The focus in ab-only-until-marriage programs is just that, no sex until marriage. This mantra doesn't fit with the reality of the statistics:

Median age at first intercourse for women: 17.4
Median age at first marriage for women 25.3

Median age at first intercourse for men: 17.7
Median age at first marriage for men: 27.1

So are we really surprised that teens are being dishonest about their sexual history?

Highlights from the after the jump.

Teenagers who take pledges to remain virgins until marriage are likely to deny having taken the pledge if they later become sexually active. Conversely, those who were sexual active before taking the pledge frequency deny their sexual history, according to new study findings.

These findings imply that virginity pledgers often provide unreliable data, making assessment of abstinence-based sex education programs unreliable. In addition, these teens may also underestimate their risk of exposure to sexually transmitted diseases.

Previous research shows that survey respondents tend to answer questions about sexual activity according to their current beliefs, particularly if their current attitudes conflict with their past behaviors.

In the initial survey, about 13 percent of adolescents reported that they had taken a pledge of virginity. Just one year later, however, more than half of this group said they had never taken such a pledge, Rosenbaum reports in the American Journal of Public Health.
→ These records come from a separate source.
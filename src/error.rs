//! Error types for the offline core.
//!
//! The application edges (CLI, config, database opening) use `color_eyre`;
//! everything the worker handlers touch returns one of these typed errors so
//! each failure branch can be classified before it is reported.

use thiserror::Error;

/// Failure of the persistent cache or order store.
#[derive(Debug, Error)]
pub enum StorageError {
  #[error("sqlite error: {0}")]
  Sqlite(#[from] rusqlite::Error),

  #[error("serialization error: {0}")]
  Serialize(#[from] serde_json::Error),

  #[error("storage lock poisoned")]
  Poisoned,

  #[error("corrupt row in {table}: {message}")]
  Corrupt { table: &'static str, message: String },
}

impl StorageError {
  pub fn corrupt(table: &'static str, message: impl std::fmt::Display) -> Self {
    Self::Corrupt {
      table,
      message: message.to_string(),
    }
  }
}

/// Failure to obtain any response from the network.
#[derive(Debug, Clone, Error)]
pub enum NetworkError {
  #[error("network request to {url} failed: {message}")]
  Transport { url: String, message: String },

  #[error("invalid request: {0}")]
  InvalidRequest(String),
}

impl NetworkError {
  pub fn transport(url: impl std::fmt::Display, message: impl std::fmt::Display) -> Self {
    Self::Transport {
      url: url.to_string(),
      message: message.to_string(),
    }
  }
}

/// Installation failed; the manifest was not stored.
#[derive(Debug, Error)]
pub enum InstallError {
  #[error("failed to fetch manifest asset {url}: {source}")]
  AssetUnreachable {
    url: String,
    #[source]
    source: NetworkError,
  },

  #[error("manifest asset {url} returned status {status}")]
  AssetStatus { url: String, status: u16 },

  #[error("failed to store manifest: {0}")]
  Storage(#[from] StorageError),
}

/// An intercepted request that produced no response.
#[derive(Debug, Error)]
pub enum FetchError {
  #[error(transparent)]
  Network(#[from] NetworkError),
}

/// The host platform refused a notification or window request.
#[derive(Debug, Error)]
#[error("host could not {action}: {message}")]
pub struct HostError {
  pub action: &'static str,
  pub message: String,
}

/// A single order submission that was not acknowledged.
#[derive(Debug, Error)]
pub enum SubmitError {
  #[error(transparent)]
  Network(#[from] NetworkError),

  #[error("order endpoint answered with status {0}")]
  Rejected(u16),

  #[error("failed to encode order: {0}")]
  Encode(#[from] serde_json::Error),
}
//! Deferred operation queue: submit, enqueue and drain pending orders.

use std::sync::Arc;

use serde::Serialize;
use tracing::{debug, info};
use url::Url;

use crate::error::{StorageError, SubmitError};
use crate::net::{Fetch, Request};
use crate::report::{ErrorReporter, Failure, FailureKind};

use super::store::{OrderStore, PendingRow};
use super::{Order, PendingOrder};

/// Outcome of submitting an order while possibly offline.
#[derive(Debug, Clone, Copy, PartialEq, Eq, Serialize)]
#[serde(rename_all = "snake_case")]
pub enum Submission {
  /// The endpoint acknowledged the order
  Delivered,
  /// Submission failed; the order is queued for the next sync
  Deferred,
}

/// Summary of one drain pass.
#[derive(Debug, Clone, Default, PartialEq, Eq, Serialize)]
pub struct DrainReport {
  /// Orders acknowledged and removed from the queue
  pub synced: Vec<String>,
  /// Orders still queued after this pass
  pub pending: Vec<String>,
  /// The pending store could not be read; nothing was attempted
  pub aborted: bool,
}

impl DrainReport {
  pub fn is_idle(&self) -> bool {
    self.synced.is_empty() && self.pending.is_empty() && !self.aborted
  }
}

/// Owns the pending orders and their redelivery.
///
/// No lock is held across a drain, so overlapping drains may submit the same
/// order twice; the endpoint is expected to treat order ids idempotently.
pub struct DeferredQueue<O: OrderStore, F: Fetch> {
  store: Arc<O>,
  network: Arc<F>,
  endpoint: Url,
  reporter: Arc<dyn ErrorReporter>,
}

impl<O: OrderStore, F: Fetch> DeferredQueue<O, F> {
  pub fn new(
    store: Arc<O>,
    network: Arc<F>,
    endpoint: Url,
    reporter: Arc<dyn ErrorReporter>,
  ) -> Self {
    Self {
      store,
      network,
      endpoint,
      reporter,
    }
  }

  /// Queue an order for the next sync.
  pub async fn enqueue(&self, order: &Order) -> Result<(), StorageError> {
    self.store.put(order).await?;
    info!(order_id = %order.id, "Queued order for background sync");
    Ok(())
  }

  /// Try to deliver an order now, queueing it if that fails.
  pub async fn submit(&self, order: &Order) -> Result<Submission, StorageError> {
    match self.send(order).await {
      Ok(()) => {
        info!(order_id = %order.id, "Order submitted");
        Ok(Submission::Delivered)
      }
      Err(e) => {
        debug!(order_id = %order.id, error = %e, "Submission failed, deferring");
        self.enqueue(order).await?;
        Ok(Submission::Deferred)
      }
    }
  }

  /// Orders currently waiting for delivery.
  ///
  /// Rows that no longer decode are reported and left out.
  pub async fn pending(&self) -> Result<Vec<PendingOrder>, StorageError> {
    let rows = self.store.pending().await?;
    Ok(self.readable(rows))
  }

  fn readable(&self, rows: Vec<PendingRow>) -> Vec<PendingOrder> {
    rows
      .into_iter()
      .filter_map(|row| match row {
        Ok(pending) => Some(pending),
        Err(e) => {
          self.reporter.report(Failure::new(
            FailureKind::StorageSoft,
            "reading pending order",
            &e,
          ));
          None
        }
      })
      .collect()
  }

  /// Attempt redelivery of every pending order.
  ///
  /// Each order is tried once, in arrival order. A failed order stays queued
  /// and does not stop the rest of the pass; a stored order that no longer
  /// decodes is reported and skipped. Never fails; problems are reported and
  /// reflected in the returned summary.
  pub async fn drain(&self) -> DrainReport {
    let mut report = DrainReport::default();

    let pending = match self.store.pending().await {
      Ok(rows) => self.readable(rows),
      Err(e) => {
        self.reporter.report(Failure::new(
          FailureKind::SyncPassFatal,
          "reading pending orders",
          &e,
        ));
        report.aborted = true;
        return report;
      }
    };

    for pending in pending {
      let order = pending.order;

      if let Err(e) = self.send(&order).await {
        self.reporter.report(Failure::new(
          FailureKind::SyncRetryable,
          format!("syncing order {}", order.id),
          &e,
        ));
        report.pending.push(order.id);
        continue;
      }

      info!(order_id = %order.id, "Order synced successfully");
      match self.store.remove(&order.id).await {
        Ok(_) => {
          debug!(order_id = %order.id, "Removed synced order");
          report.synced.push(order.id);
        }
        Err(e) => {
          // Delivered but still queued; the next pass resubmits it
          self.reporter.report(Failure::new(
            FailureKind::StorageSoft,
            format!("removing synced order {}", order.id),
            &e,
          ));
          report.pending.push(order.id);
        }
      }
    }

    report
  }

  async fn send(&self, order: &Order) -> Result<(), SubmitError> {
    let body = serde_json::to_vec(order)?;
    let request = Request::post_json(self.endpoint.clone(), body);

    let response = self.network.fetch(&request).await?;
    if response.is_ok() {
      Ok(())
    } else {
      Err(SubmitError::Rejected(response.status))
    }
  }
}

#[cfg(test)]
mod tests {
  use super::*;
  use crate::db::Database;
  use crate::orders::SqliteOrderStore;
  use crate::config::NetworkConfig;
  use crate::net::HttpClient;
  use crate::test_support::{silent_server, FailingOrderStore, RecordingReporter, ScriptedNetwork};
  use serde_json::json;
  use std::time::Duration;

  fn endpoint() -> Url {
    Url::parse("https://shop.test/api/orders").unwrap()
  }

  fn queue(
    network: Arc<ScriptedNetwork>,
    reporter: Arc<RecordingReporter>,
  ) -> DeferredQueue<SqliteOrderStore, ScriptedNetwork> {
    let store = SqliteOrderStore::new(Arc::new(Database::open_in_memory().unwrap()));
    DeferredQueue::new(Arc::new(store), network, endpoint(), reporter)
  }

  #[tokio::test]
  async fn test_failed_order_stays_then_syncs() {
    let network = Arc::new(ScriptedNetwork::new());
    let reporter = Arc::new(RecordingReporter::default());
    let queue = queue(network.clone(), reporter.clone());
    let order = Order::new("o-1", json!({"total": 10}));

    queue.enqueue(&order).await.unwrap();

    // Endpoint unreachable
    let first = queue.drain().await;
    assert_eq!(first.pending, vec!["o-1".to_string()]);
    assert!(first.synced.is_empty());
    assert_eq!(queue.pending().await.unwrap().len(), 1);
    assert_eq!(reporter.kinds(), vec![FailureKind::SyncRetryable]);

    network.respond(&endpoint(), 201, b"");
    let second = queue.drain().await;
    assert_eq!(second.synced, vec!["o-1".to_string()]);
    assert!(queue.pending().await.unwrap().is_empty());

    let calls = network.calls();
    let third = queue.drain().await;
    assert!(third.is_idle());
    assert_eq!(network.calls(), calls);
  }

  #[tokio::test]
  async fn test_rejected_status_keeps_order() {
    let network = Arc::new(ScriptedNetwork::new());
    network.respond(&endpoint(), 503, b"busy");
    let queue = queue(network, Arc::new(RecordingReporter::default()));

    queue.enqueue(&Order::new("o-1", json!({}))).await.unwrap();
    let report = queue.drain().await;

    assert_eq!(report.pending, vec!["o-1".to_string()]);
    assert_eq!(queue.pending().await.unwrap().len(), 1);
  }

  #[tokio::test]
  async fn test_one_bad_order_does_not_block_others() {
    let network = Arc::new(ScriptedNetwork::new());
    network.respond(&endpoint(), 200, b"");
    network.reject_body_containing("\"poison\"", 400);
    let queue = queue(network, Arc::new(RecordingReporter::default()));

    queue.enqueue(&Order::new("a", json!({}))).await.unwrap();
    queue
      .enqueue(&Order::new("bad", json!({"kind": "poison"})))
      .await
      .unwrap();
    queue.enqueue(&Order::new("c", json!({}))).await.unwrap();

    let report = queue.drain().await;
    assert_eq!(report.synced, vec!["a".to_string(), "c".to_string()]);
    assert_eq!(report.pending, vec!["bad".to_string()]);
  }

  #[tokio::test]
  async fn test_submit_defers_when_offline() {
    let network = Arc::new(ScriptedNetwork::new());
    let queue = queue(network.clone(), Arc::new(RecordingReporter::default()));
    let order = Order::new("o-9", json!({"total": 3}));

    assert_eq!(queue.submit(&order).await.unwrap(), Submission::Deferred);
    assert_eq!(queue.pending().await.unwrap()[0].order, order);

    network.respond(&endpoint(), 200, b"");
    let other = Order::new("o-10", json!({}));
    assert_eq!(queue.submit(&other).await.unwrap(), Submission::Delivered);
    assert_eq!(queue.pending().await.unwrap().len(), 1);
  }

  #[tokio::test]
  async fn test_submission_posts_json_order() {
    let network = Arc::new(ScriptedNetwork::new());
    network.respond(&endpoint(), 200, b"");
    let queue = queue(network.clone(), Arc::new(RecordingReporter::default()));

    queue
      .submit(&Order::new("o-1", json!({"total": 4})))
      .await
      .unwrap();

    let sent = network.requests();
    assert_eq!(sent.len(), 1);
    assert_eq!(sent[0].method, reqwest::Method::POST);
    let body: serde_json::Value = serde_json::from_slice(sent[0].body.as_ref().unwrap()).unwrap();
    assert_eq!(body, json!({"id": "o-1", "total": 4}));
  }

  #[tokio::test]
  async fn test_unreadable_store_aborts_pass() {
    let network = Arc::new(ScriptedNetwork::new());
    let reporter = Arc::new(RecordingReporter::default());
    let queue = DeferredQueue::new(
      Arc::new(FailingOrderStore),
      network.clone(),
      endpoint(),
      reporter.clone(),
    );

    let report = queue.drain().await;
    assert!(report.aborted);
    assert_eq!(network.calls(), 0);
    assert_eq!(reporter.kinds(), vec![FailureKind::SyncPassFatal]);
  }

  #[tokio::test]
  async fn test_corrupt_order_is_skipped() {
    let network = Arc::new(ScriptedNetwork::new());
    network.respond(&endpoint(), 200, b"");
    let reporter = Arc::new(RecordingReporter::default());
    let db = Arc::new(Database::open_in_memory().unwrap());
    let queue = DeferredQueue::new(
      Arc::new(SqliteOrderStore::new(Arc::clone(&db))),
      network,
      endpoint(),
      reporter.clone(),
    );

    queue.enqueue(&Order::new("a", json!({}))).await.unwrap();
    db.conn()
      .unwrap()
      .execute(
        "INSERT INTO pending_orders (order_id, payload, queued_at) VALUES ('broken', X'00', 'never')",
        [],
      )
      .unwrap();
    queue.enqueue(&Order::new("c", json!({}))).await.unwrap();

    let report = queue.drain().await;
    assert!(!report.aborted);
    assert_eq!(report.synced, vec!["a".to_string(), "c".to_string()]);
    assert_eq!(reporter.kinds(), vec![FailureKind::StorageSoft]);
  }

  #[tokio::test]
  async fn test_unanswered_endpoint_does_not_stall_pass() {
    let origin = silent_server().await;
    let network = NetworkConfig {
      timeout_secs: 1,
      connect_timeout_secs: 1,
    };
    let reporter = Arc::new(RecordingReporter::default());
    let queue = DeferredQueue::new(
      Arc::new(SqliteOrderStore::new(Arc::new(Database::open_in_memory().unwrap()))),
      Arc::new(HttpClient::new(&origin, &network).unwrap()),
      origin.join("/api/orders").unwrap(),
      reporter.clone(),
    );
    queue.enqueue(&Order::new("a", json!({}))).await.unwrap();
    queue.enqueue(&Order::new("b", json!({}))).await.unwrap();

    let report = tokio::time::timeout(Duration::from_secs(20), queue.drain())
      .await
      .expect("drain pass never finished");

    assert_eq!(report.pending, vec!["a".to_string(), "b".to_string()]);
    assert_eq!(
      reporter.kinds(),
      vec![FailureKind::SyncRetryable, FailureKind::SyncRetryable]
    );
    assert_eq!(queue.pending().await.unwrap().len(), 2);
  }
}
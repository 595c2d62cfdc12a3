//! SQLite implementation of the response cache.

use async_trait::async_trait;
use chrono::{DateTime, Utc};
use rusqlite::{params, Connection, OptionalExtension};
use std::sync::Arc;
use url::Url;

use crate::db::Database;
use crate::error::StorageError;

use super::traits::{CacheStorage, CachedResponse, RequestKey};

/// SQLite-based cache storage.
pub struct SqliteStorage {
  db: Arc<Database>,
}

impl SqliteStorage {
  pub fn new(db: Arc<Database>) -> Self {
    Self { db }
  }
}

fn ensure_generation(conn: &Connection, generation: &str) -> Result<(), StorageError> {
  conn.execute(
    "INSERT OR IGNORE INTO cache_generations (generation) VALUES (?)",
    params![generation],
  )?;
  Ok(())
}

fn insert_entry(
  conn: &Connection,
  generation: &str,
  key: &RequestKey,
  entry: &CachedResponse,
) -> Result<(), StorageError> {
  let headers = serde_json::to_vec(&entry.headers)?;

  conn.execute(
    "INSERT OR REPLACE INTO cache_entries
       (generation, key_hash, method, url, status, headers, body, response_url, stored_at)
     VALUES (?, ?, ?, ?, ?, ?, ?, ?, ?)",
    params![
      generation,
      key.hash(),
      key.method().as_str(),
      key.url().as_str(),
      entry.status,
      headers,
      entry.body,
      entry.url.as_str(),
      entry.stored_at.to_rfc3339(),
    ],
  )?;
  Ok(())
}

#[async_trait]
impl CacheStorage for SqliteStorage {
  async fn open(&self, generation: &str) -> Result<(), StorageError> {
    let conn = self.db.conn()?;
    ensure_generation(&conn, generation)
  }

  async fn match_entry(
    &self,
    generation: &str,
    key: &RequestKey,
  ) -> Result<Option<CachedResponse>, StorageError> {
    let conn = self.db.conn()?;

    let row: Option<(u16, Vec<u8>, Vec<u8>, String, String)> = conn
      .query_row(
        "SELECT status, headers, body, response_url, stored_at FROM cache_entries
         WHERE generation = ? AND key_hash = ?",
        params![generation, key.hash()],
        |row| {
          Ok((
            row.get(0)?,
            row.get(1)?,
            row.get(2)?,
            row.get(3)?,
            row.get(4)?,
          ))
        },
      )
      .optional()?;

    let Some((status, headers, body, response_url, stored_at)) = row else {
      return Ok(None);
    };

    let headers: Vec<(String, String)> = serde_json::from_slice(&headers)?;
    let url =
      Url::parse(&response_url).map_err(|e| StorageError::corrupt("cache_entries", e))?;

    Ok(Some(CachedResponse {
      status,
      headers,
      body,
      url,
      stored_at: parse_datetime(&stored_at)?,
    }))
  }

  async fn put(
    &self,
    generation: &str,
    key: &RequestKey,
    entry: &CachedResponse,
  ) -> Result<(), StorageError> {
    let conn = self.db.conn()?;
    ensure_generation(&conn, generation)?;
    insert_entry(&conn, generation, key, entry)
  }

  async fn put_all(
    &self,
    generation: &str,
    entries: &[(RequestKey, CachedResponse)],
  ) -> Result<(), StorageError> {
    let mut conn = self.db.conn()?;
    let tx = conn.transaction()?;

    ensure_generation(&tx, generation)?;
    for (key, entry) in entries {
      insert_entry(&tx, generation, key, entry)?;
    }

    tx.commit()?;
    Ok(())
  }

  async fn delete(&self, generation: &str, key: &RequestKey) -> Result<bool, StorageError> {
    let conn = self.db.conn()?;
    let removed = conn.execute(
      "DELETE FROM cache_entries WHERE generation = ? AND key_hash = ?",
      params![generation, key.hash()],
    )?;
    Ok(removed > 0)
  }

  async fn list_generations(&self) -> Result<Vec<String>, StorageError> {
    let conn = self.db.conn()?;
    let mut stmt =
      conn.prepare("SELECT generation FROM cache_generations ORDER BY created_at, generation")?;

    let generations = stmt
      .query_map([], |row| row.get(0))?
      .collect::<Result<Vec<String>, _>>()?;

    Ok(generations)
  }

  async fn delete_generation(&self, generation: &str) -> Result<bool, StorageError> {
    let mut conn = self.db.conn()?;
    let tx = conn.transaction()?;

    tx.execute(
      "DELETE FROM cache_entries WHERE generation = ?",
      params![generation],
    )?;
    let removed = tx.execute(
      "DELETE FROM cache_generations WHERE generation = ?",
      params![generation],
    )?;

    tx.commit()?;
    Ok(removed > 0)
  }
}

/// Parse an RFC 3339 timestamp written by this module.
fn parse_datetime(s: &str) -> Result<DateTime<Utc>, StorageError> {
  DateTime::parse_from_rfc3339(s)
    .map(|dt| dt.with_timezone(&Utc))
    .map_err(|e| StorageError::corrupt("cache_entries", format!("bad timestamp '{}': {}", s, e)))
}
use color_eyre::{eyre::eyre, Result};
use tracing_appender::non_blocking::WorkerGuard;
use tracing_subscriber::{fmt, layer::SubscriberExt, util::SubscriberInitExt, EnvFilter, Layer};

use crate::config::LoggingConfig;

/// Install the global tracing subscriber.
///
/// Logs go to stderr, and additionally to a daily rolling file when a log
/// directory is configured. The returned guard must be held until exit so the
/// file writer flushes.
pub fn init(config: &LoggingConfig) -> Result<Option<WorkerGuard>> {
  let filter = EnvFilter::try_from_default_env()
    .or_else(|_| EnvFilter::try_new(&config.level))
    .map_err(|e| eyre!("Invalid log level '{}': {}", config.level, e))?;

  let stderr_layer = fmt::layer().with_writer(std::io::stderr).with_target(true);

  let (file_layer, guard) = match &config.directory {
    Some(dir) => {
      let appender = tracing_appender::rolling::daily(dir, "storefront-offline.log");
      let (writer, guard) = tracing_appender::non_blocking(appender);
      let layer = fmt::layer().with_writer(writer).with_ansi(false).boxed();
      (Some(layer), Some(guard))
    }
    None => (None, None),
  };

  tracing_subscriber::registry()
    .with(filter)
    .with(stderr_layer)
    .with(file_layer)
    .try_init()
    .map_err(|e| eyre!("Failed to install tracing subscriber: {}", e))?;

  Ok(guard)
}
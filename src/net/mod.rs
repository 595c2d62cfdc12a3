//! Request/response model and the network seam.

mod client;
mod types;

use async_trait::async_trait;

use crate::error::NetworkError;

pub use client::HttpClient;
pub use types::{Destination, Request, Response, ResponseType};

/// Issues a request to the network.
///
/// An `Err` means no response could be obtained at all; HTTP error statuses
/// are returned as ordinary responses.
#[async_trait]
pub trait Fetch: Send + Sync {
  async fn fetch(&self, request: &Request) -> Result<Response, NetworkError>;
}
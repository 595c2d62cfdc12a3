use async_trait::async_trait;
use color_eyre::{eyre::eyre, Result};
use url::{Origin, Url};

use crate::config::NetworkConfig;
use crate::error::NetworkError;

use super::types::{Request, Response, ResponseType};
use super::Fetch;

/// Network client backed by reqwest.
///
/// Responses whose final URL leaves the configured origin are classified as
/// `Cors` so the interceptor never stores them. Every request is bounded by
/// the configured timeouts; an unanswered request fails as a transport error.
#[derive(Clone)]
pub struct HttpClient {
  client: reqwest::Client,
  origin: Origin,
}

impl HttpClient {
  pub fn new(origin: &Url, network: &NetworkConfig) -> Result<Self> {
    let client = reqwest::Client::builder()
      .user_agent(concat!("storefront-offline/", env!("CARGO_PKG_VERSION")))
      .timeout(network.timeout())
      .connect_timeout(network.connect_timeout())
      .build()
      .map_err(|e| eyre!("Failed to create HTTP client: {}", e))?;

    Ok(Self {
      client,
      origin: origin.origin(),
    })
  }
}

fn classify(origin: &Origin, final_url: &Url) -> ResponseType {
  if final_url.origin() == *origin {
    ResponseType::Basic
  } else {
    ResponseType::Cors
  }
}

#[async_trait]
impl Fetch for HttpClient {
  async fn fetch(&self, request: &Request) -> Result<Response, NetworkError> {
    let mut builder = self
      .client
      .request(request.method.clone(), request.url.clone());

    for (name, value) in &request.headers {
      builder = builder.header(name.as_str(), value.as_str());
    }
    if let Some(body) = &request.body {
      builder = builder.body(body.clone());
    }

    let response = builder
      .send()
      .await
      .map_err(|e| NetworkError::transport(&request.url, e))?;

    let status = response.status().as_u16();
    let url = response.url().clone();
    let headers = response
      .headers()
      .iter()
      .filter_map(|(name, value)| {
        value
          .to_str()
          .ok()
          .map(|v| (name.as_str().to_string(), v.to_string()))
      })
      .collect();

    let body = response
      .bytes()
      .await
      .map_err(|e| NetworkError::transport(&request.url, e))?
      .to_vec();

    Ok(Response {
      status,
      headers,
      body,
      response_type: classify(&self.origin, &url),
      url,
    })
  }
}
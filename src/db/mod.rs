pub mod schema;

use color_eyre::{eyre::eyre, Result};
use rusqlite::Connection;
use std::path::{Path, PathBuf};
use std::sync::{Mutex, MutexGuard};

use crate::error::StorageError;

/// Shared SQLite connection backing both the response cache and the order queue.
pub struct Database {
  conn: Mutex<Connection>,
}

impl Database {
  /// Open or create the database at the given path, or the default location.
  pub fn open(path: Option<&Path>) -> Result<Self> {
    let path = match path {
      Some(p) => p.to_path_buf(),
      None => Self::default_path()?,
    };

    // Ensure parent directory exists
    if let Some(parent) = path.parent() {
      std::fs::create_dir_all(parent)
        .map_err(|e| eyre!("Failed to create database directory: {}", e))?;
    }

    let conn = Connection::open(&path)
      .map_err(|e| eyre!("Failed to open database at {}: {}", path.display(), e))?;

    Self::from_connection(conn)
  }

  /// Open a private in-memory database.
  pub fn open_in_memory() -> Result<Self> {
    let conn =
      Connection::open_in_memory().map_err(|e| eyre!("Failed to open in-memory database: {}", e))?;
    Self::from_connection(conn)
  }

  fn from_connection(conn: Connection) -> Result<Self> {
    let db = Self {
      conn: Mutex::new(conn),
    };
    db.run_migrations()?;
    Ok(db)
  }

  /// Get the default database path
  fn default_path() -> Result<PathBuf> {
    let data_dir = dirs::data_dir()
      .or_else(|| dirs::home_dir().map(|p| p.join(".local/share")))
      .ok_or_else(|| eyre!("Could not determine data directory"))?;

    Ok(data_dir.join("storefront-offline").join("offline.db"))
  }

  /// Run database migrations
  fn run_migrations(&self) -> Result<()> {
    let conn = self.conn().map_err(|e| eyre!("{}", e))?;
    conn
      .execute_batch(schema::SCHEMA)
      .map_err(|e| eyre!("Failed to run migrations: {}", e))?;
    Ok(())
  }

  /// Lock the connection for a single storage operation.
  pub fn conn(&self) -> Result<MutexGuard<'_, Connection>, StorageError> {
    self.conn.lock().map_err(|_| StorageError::Poisoned)
  }
}
/// Schema for the cache and deferred order tables.
pub const SCHEMA: &str = r#"
-- Cache generations; exactly one is current per deployment
CREATE TABLE IF NOT EXISTS cache_generations (
    generation TEXT PRIMARY KEY,
    created_at TEXT NOT NULL DEFAULT (datetime('now'))
);

-- Stored response snapshots, keyed by hashed request descriptor
CREATE TABLE IF NOT EXISTS cache_entries (
    generation TEXT NOT NULL,
    key_hash TEXT NOT NULL,
    method TEXT NOT NULL,
    url TEXT NOT NULL,
    status INTEGER NOT NULL,
    headers BLOB NOT NULL,
    body BLOB NOT NULL,
    response_url TEXT NOT NULL,
    stored_at TEXT NOT NULL,
    PRIMARY KEY (generation, key_hash)
);

CREATE INDEX IF NOT EXISTS idx_cache_entries_generation
    ON cache_entries(generation);

-- Orders waiting for resubmission; seq preserves arrival order
CREATE TABLE IF NOT EXISTS pending_orders (
    seq INTEGER PRIMARY KEY AUTOINCREMENT,
    order_id TEXT NOT NULL UNIQUE,
    payload BLOB NOT NULL,
    queued_at TEXT NOT NULL
);
"#;
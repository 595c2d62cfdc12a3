//! Deferred order submission.
//!
//! Orders that could not be delivered are kept in a durable store keyed by
//! order id and resubmitted whenever the host signals that connectivity is
//! back. An order stays queued until the endpoint acknowledges it, so
//! delivery is at-least-once.

mod queue;
mod store;
mod sync;

use chrono::{DateTime, Utc};
use serde::{Deserialize, Serialize};
use serde_json::{Map, Value};

pub use queue::{DeferredQueue, DrainReport, Submission};
pub use store::{OrderStore, PendingRow, SqliteOrderStore};
pub use sync::SyncTrigger;

/// An order as submitted to the order endpoint.
#[derive(Debug, Clone, PartialEq, Serialize, Deserialize)]
pub struct Order {
  pub id: String,
  /// Remaining order fields, submitted alongside the id
  #[serde(flatten)]
  pub details: Map<String, Value>,
}

impl Order {
  /// Build an order from a JSON value; non-object values are kept under `payload`.
  pub fn new(id: impl Into<String>, details: Value) -> Self {
    let mut details = match details {
      Value::Object(map) => map,
      other => {
        let mut map = Map::new();
        map.insert("payload".to_string(), other);
        map
      }
    };
    details.remove("id");

    Self {
      id: id.into(),
      details,
    }
  }
}

/// An order waiting in the store.
#[derive(Debug, Clone, PartialEq)]
pub struct PendingOrder {
  pub order: Order,
  pub queued_at: DateTime<Utc>,
}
In addition, more than 1 in 10 students who reported being sexually active in 1995 said that they were virgins in 1996. Students who reported they were sexually active in second survey were more than three times as likely as their peers to deny they had taken a pledge of virginity.

The adolescents' denials of virginity pledges and sexual histories were associated with changes in their sexual and religious identities, the report indicates.

For example, adolescents who abandoned a born-again Christian identity were more than twice as likely as their peers to say they had never taken a virginity pledge.